Diciéndoles que los hombres no deben andar lloriqueando por ahí, ¿acaso no estamos «obligando» a nuestros hijos a ser los fuertes de la casa, capaces de soportarlo todo a costa de lo que sea? ¿Nunca han visto a una mujer humillando a su esposo? ¿Manipulándolo, engañándolo, obligándolo a endeudarse con lo que no puede pagar?
Las mujeres no siempre somos las víctimas. Ese estereotipo machista también ha silenciado durante años a miles de hombres que tenían que «llevar los pantalones» y evitar andar quejándose «como niñas». Por vergüenza y temor a las burlas, muchos esposos, hijos o hermanos han aguantado maltratos físicos y emocionales.
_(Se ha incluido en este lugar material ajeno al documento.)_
//! Core type definitions used throughout the codebase

use std::fmt;

/// Identifier of a target vessel, taken from the `id` attribute of a ship
#[derive(Debug, Clone, Copy, PartialEq, Eq, PartialOrd, Ord, Hash)]
pub struct TargetId(pub i64);

impl fmt::Display for TargetId {
    fn fmt(&self, f: &mut fmt::Formatter<'_>) -> fmt::Result {
        write!(f, "{}", self.0)
    }
}

/// Identifier of an attacking unit (its position in load order)
#[derive(Debug, Clone, Copy, PartialEq, Eq, PartialOrd, Ord, Hash)]
pub struct UnitId(pub usize);

impl fmt::Display for UnitId {
    fn fmt(&self, f: &mut fmt::Formatter<'_>) -> fmt::Result {
        write!(f, "#{}", self.0)
    }
}

/// Engagement tick counter (scheduling time unit)
pub type Tick = u64;
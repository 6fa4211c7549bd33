//! Strike Planner - deterministic engagement scheduling of ranged units
//! against hostile vessels

pub mod app;
pub mod command;
pub mod core;
pub mod fleet;
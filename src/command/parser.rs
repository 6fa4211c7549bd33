//! Parse a line of console input into a command

use std::str::FromStr;

use crate::core::error::InvalidCommand;

/// Commands understood by the console
#[derive(Debug, Clone, Copy, PartialEq, Eq)]
pub enum Command {
    Exit,
    PrintDestroyed,
    PrintRemaining,
}

impl FromStr for Command {
    type Err = InvalidCommand;

    /// Surrounding whitespace is ignored and matching is case-insensitive.
    /// Inner whitespace must be a single space.
    fn from_str(input: &str) -> Result<Self, Self::Err> {
        let input = input.trim();
        if input.eq_ignore_ascii_case("exit") {
            Ok(Command::Exit)
        } else if input.eq_ignore_ascii_case("print destroyed ships") {
            Ok(Command::PrintDestroyed)
        } else if input.eq_ignore_ascii_case("print remaining ships") {
            Ok(Command::PrintRemaining)
        } else {
            Err(InvalidCommand(input.to_string()))
        }
    }
}
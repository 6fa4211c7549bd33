//! Load units and targets from an XML fleet document
//!
//! ```xml
//! <Fleet>
//!   <Troop><Name>Alpha</Name><RateOfDamage>5</RateOfDamage></Troop>
//!   <Ship id="1"><Strength>20</Strength><TimeLimit>10</TimeLimit></Ship>
//! </Fleet>
//! ```
//!
//! `Troop` and `Ship` elements are collected from anywhere in the document,
//! in document order. The root element name is not checked.

use roxmltree::{Document, Node, ParsingOptions};
use std::collections::HashSet;
use std::path::Path;

use crate::core::error::LoadError;
use crate::core::types::{TargetId, UnitId};
use crate::fleet::ordering::urgency_order;
use crate::fleet::targets::Target;
use crate::fleet::units::Unit;

const TROOP: &str = "Troop";
const SHIP: &str = "Ship";

/// Everything a fleet document describes, ready for scheduling
#[derive(Debug, Clone, Default)]
pub struct Fleet {
    /// Units in document order
    pub units: Vec<Unit>,
    /// Targets in urgency order
    pub targets: Vec<Target>,
}

/// Load a fleet from XML text
pub fn load_fleet_str(xml: &str) -> Result<Fleet, LoadError> {
    let options = ParsingOptions {
        allow_dtd: true,
        ..ParsingOptions::default()
    };
    let doc = Document::parse_with_options(xml, options)?;

    let units = doc
        .descendants()
        .filter(|n| n.has_tag_name(TROOP))
        .enumerate()
        .map(|(idx, node)| parse_troop(idx, node))
        .collect::<Result<Vec<_>, _>>()?;

    let mut seen = HashSet::new();
    let mut targets = Vec::new();
    for node in doc.descendants().filter(|n| n.has_tag_name(SHIP)) {
        let target = parse_ship(node)?;
        if !seen.insert(target.id) {
            return Err(LoadError::DuplicateTarget(target.id));
        }
        targets.push(target);
    }

    tracing::info!(
        units = units.len(),
        targets = targets.len(),
        "fleet document loaded"
    );

    Ok(Fleet {
        units,
        targets: urgency_order(targets),
    })
}

/// Load a fleet from an XML file on disk
pub fn load_fleet_file(path: &Path) -> Result<Fleet, LoadError> {
    let content = std::fs::read_to_string(path)?;
    load_fleet_str(&content)
}

fn parse_troop(idx: usize, node: Node) -> Result<Unit, LoadError> {
    let name = child_text(node, TROOP, "Name")?;
    let rate = positive_field(node, TROOP, "RateOfDamage")?;
    Ok(Unit::new(UnitId(idx), name, rate)?)
}

fn parse_ship(node: Node) -> Result<Target, LoadError> {
    let raw_id = node.attribute("id").ok_or(LoadError::MissingAttribute {
        element: SHIP,
        attribute: "id",
    })?;
    let id = parse_integer("id", raw_id)?;
    let strength = positive_field(node, SHIP, "Strength")?;
    let time_limit = positive_field(node, SHIP, "TimeLimit")?;
    Ok(Target::new(TargetId(id), strength, time_limit)?)
}

/// Concatenated text of the first descendant named `element`
fn child_text(
    node: Node,
    parent: &'static str,
    element: &'static str,
) -> Result<String, LoadError> {
    let child = node
        .descendants()
        .find(|n| n.has_tag_name(element))
        .ok_or(LoadError::MissingElement { parent, element })?;

    let text: String = child
        .descendants()
        .filter(|n| n.is_text())
        .filter_map(|n| n.text())
        .collect();
    Ok(text.trim().to_string())
}

fn positive_field(
    node: Node,
    parent: &'static str,
    element: &'static str,
) -> Result<u64, LoadError> {
    let text = child_text(node, parent, element)?;
    let value = parse_integer(element, &text)?;
    u64::try_from(value)
        .ok()
        .filter(|v| *v > 0)
        .ok_or(LoadError::NotPositive {
            field: element,
            value: text,
        })
}

fn parse_integer(field: &'static str, text: &str) -> Result<i64, LoadError> {
    text.trim().parse().map_err(|_| LoadError::InvalidNumber {
        field,
        value: text.to_string(),
    })
}
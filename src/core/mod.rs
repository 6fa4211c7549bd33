pub mod config;
pub mod error;
pub mod types;

pub use config::AppConfig;
pub use error::{InvalidCommand, InvalidValue, LoadError, Result, StrikeError};
pub use types::{TargetId, Tick, UnitId};
//! Fleet engagement planning
//!
//! Load -> schedule (once) -> report (any number of times):
//! - `loader` reads units and targets, targets come out in urgency order
//! - `scheduler` assigns units to targets in a single greedy pass
//! - `report` summarises the final, id-ordered target list

pub mod loader;
pub mod ordering;
pub mod report;
pub mod scheduler;
pub mod targets;
pub mod units;

pub use loader::{load_fleet_file, load_fleet_str, Fleet};
pub use ordering::{identity_order, urgency_order};
pub use report::{destroyed_report, remaining_report, Report};
pub use scheduler::{
    schedule, ticks_to_destroy, Engagement, EngagementKind, EngagementLog, Schedule,
};
pub use targets::{Outcome, Target};
pub use units::{first_available, units_from_rates, Unit};
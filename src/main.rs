//! Strike Planner - Entry Point
//!
//! Loads a fleet document, runs the scheduling pass once, then answers
//! report commands from stdin until `exit`.

use std::io;
use std::path::PathBuf;
use std::process::ExitCode;

use clap::Parser;
use tracing_subscriber::EnvFilter;

use strike_planner::app;
use strike_planner::core::config::AppConfig;
use strike_planner::core::error::Result;

/// Schedule unit strikes against a fleet and query the outcome
#[derive(Parser, Debug)]
#[command(name = "strike-planner")]
#[command(about = "Schedule ranged units against hostile ships and report the outcome")]
struct Args {
    /// Fleet document (XML with Troop and Ship elements)
    input: Option<PathBuf>,

    /// Optional TOML config (log_filter, prompt)
    #[arg(long)]
    config: Option<PathBuf>,
}

fn main() -> Result<ExitCode> {
    let args = Args::parse();

    let config = match &args.config {
        Some(path) => AppConfig::load(path)?,
        None => AppConfig::default(),
    };

    // Logs go to stderr; stdout carries only report output
    let filter = EnvFilter::try_from_default_env()
        .unwrap_or_else(|_| EnvFilter::new(&config.log_filter));
    tracing_subscriber::fmt()
        .with_env_filter(filter)
        .with_writer(io::stderr)
        .init();

    let status = app::run(
        args.input.as_deref(),
        config.prompt,
        io::stdin().lock(),
        io::stdout().lock(),
        io::stderr(),
    )?;

    Ok(status.exit_code())
}
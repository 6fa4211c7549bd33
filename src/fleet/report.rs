//! Destroyed / remaining summaries over the final target list
//!
//! Rendered as `<count>, [(<id>, <value>), ...]`.

use std::fmt;

use crate::core::types::TargetId;
use crate::fleet::targets::Target;

/// A list of `(target id, value)` pairs in target id order
#[derive(Debug, Clone, Default, PartialEq, Eq)]
pub struct Report {
    pub entries: Vec<(TargetId, u64)>,
}

impl Report {
    pub fn count(&self) -> usize {
        self.entries.len()
    }
}

impl fmt::Display for Report {
    fn fmt(&self, f: &mut fmt::Formatter<'_>) -> fmt::Result {
        write!(f, "{}, [", self.count())?;
        for (i, (id, value)) in self.entries.iter().enumerate() {
            if i > 0 {
                write!(f, ", ")?;
            }
            write!(f, "({}, {})", id, value)?;
        }
        write!(f, "]")
    }
}

/// Destroyed targets with the ticks each engagement took
pub fn destroyed_report(targets: &[Target]) -> Report {
    Report {
        entries: targets
            .iter()
            .filter_map(|t| t.time_taken().map(|ticks| (t.id, ticks)))
            .collect(),
    }
}

/// Surviving targets with their residual strength
pub fn remaining_report(targets: &[Target]) -> Report {
    Report {
        entries: targets
            .iter()
            .filter(|t| !t.is_destroyed())
            .map(|t| (t.id, t.strength()))
            .collect(),
    }
}
//! Read-only command loop over a finished schedule
//!
//! Input line -> Command (parser) -> report (console)

pub mod console;
pub mod parser;

pub use console::{Console, HELP_TEXT};
pub use parser::Command;
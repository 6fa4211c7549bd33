//! Load, schedule and serve reports for one fleet document
//!
//! Kept apart from `main` so the whole command-line flow runs against
//! in-memory readers and writers.

use std::io::{self, BufRead, Write};
use std::path::Path;
use std::process::ExitCode;

use crate::command::Console;
use crate::fleet::{load_fleet_file, schedule};

pub const USAGE: &str = "Usage: strike-planner <input.xml>";

/// How a run ended
#[derive(Debug, Clone, Copy, PartialEq, Eq)]
pub enum RunStatus {
    /// No input document was given; usage was printed
    Usage,
    /// The document could not be loaded; nothing was scheduled
    LoadFailed,
    /// The console ran until `exit` or end of input
    Completed,
}

impl RunStatus {
    pub fn is_success(self) -> bool {
        !matches!(self, RunStatus::LoadFailed)
    }

    pub fn exit_code(self) -> ExitCode {
        if self.is_success() {
            ExitCode::SUCCESS
        } else {
            ExitCode::FAILURE
        }
    }
}

/// Run the planner against `input`, answering commands read from `stdin`
pub fn run<R: BufRead, W: Write, E: Write>(
    input: Option<&Path>,
    prompt: Option<String>,
    stdin: R,
    mut stdout: W,
    mut stderr: E,
) -> io::Result<RunStatus> {
    let Some(input) = input else {
        writeln!(stdout, "{}", USAGE)?;
        return Ok(RunStatus::Usage);
    };

    let fleet = match load_fleet_file(input) {
        Ok(fleet) => fleet,
        Err(e) => {
            tracing::error!(path = %input.display(), error = %e, "failed to load fleet");
            writeln!(stderr, "Error reading XML: {}", e)?;
            return Ok(RunStatus::LoadFailed);
        }
    };

    tracing::info!(path = %input.display(), "scheduling strikes");
    let schedule = schedule(fleet.units, fleet.targets);

    Console::new(&schedule, stdin, stdout)
        .with_prompt(prompt)
        .run()?;

    Ok(RunStatus::Completed)
}
use thiserror::Error;

use crate::core::types::TargetId;

/// Errors raised while reading a fleet document
///
/// Any of these aborts the run before scheduling starts.
#[derive(Error, Debug)]
pub enum LoadError {
    #[error("IO error: {0}")]
    IoError(#[from] std::io::Error),

    #[error("{0}")]
    XmlError(#[from] roxmltree::Error),

    #[error("<{parent}> is missing required element <{element}>")]
    MissingElement {
        parent: &'static str,
        element: &'static str,
    },

    #[error("<{element}> is missing required attribute '{attribute}'")]
    MissingAttribute {
        element: &'static str,
        attribute: &'static str,
    },

    #[error("For input string: \"{value}\" ({field} is not an integer)")]
    InvalidNumber { field: &'static str, value: String },

    #[error("{field} must be positive, got {value}")]
    NotPositive { field: &'static str, value: String },

    #[error("Duplicate ship id: {0}")]
    DuplicateTarget(TargetId),

    #[error(transparent)]
    InvalidValue(#[from] InvalidValue),
}

/// A unit or target built with a zero rate, strength or time limit
#[derive(Error, Debug, Clone, PartialEq, Eq)]
#[error("{field} must be positive, got {value}")]
pub struct InvalidValue {
    pub field: &'static str,
    pub value: u64,
}

#[derive(Error, Debug)]
pub enum StrikeError {
    #[error(transparent)]
    Load(#[from] LoadError),

    #[error("IO error: {0}")]
    IoError(#[from] std::io::Error),

    #[error("Invalid config: {0}")]
    Config(String),

    #[error("Config parse error: {0}")]
    ConfigParse(#[from] toml::de::Error),
}

/// Input on the command loop that matched no known command
///
/// Not fatal: the loop prints usage help and keeps reading.
#[derive(Error, Debug, Clone, PartialEq, Eq)]
#[error("Unknown command: {0:?}")]
pub struct InvalidCommand(pub String);

pub type Result<T> = std::result::Result<T, StrikeError>;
Según el Ministerio de la Mujer y Poblaciones Vulnerables, en el 2014 se han registrado 43,800 denuncias por maltrato contra mujeres y 6,700 contra los varones. Este año ya van 20,700 contra mujeres y 3,500 contra los hombres. La diferencia de cifras es la respuesta a quienes se preguntan por qué no hay un ministerio del hombre. Sin embargo, desde el 2012 el Estado también está preparado para levantar la autoestima de los esposos que son maltratados y los ayuda a quedarse con sus hijos en caso de violencia extrema de la madre.
No todas las mujeres son el sexo débil. No todas las mujeres son la madre perfecta que un niño necesita. No me siento orgullosa de decirlo, pero es una realidad que no debemos ocultar y menos aun a nuestros hijos.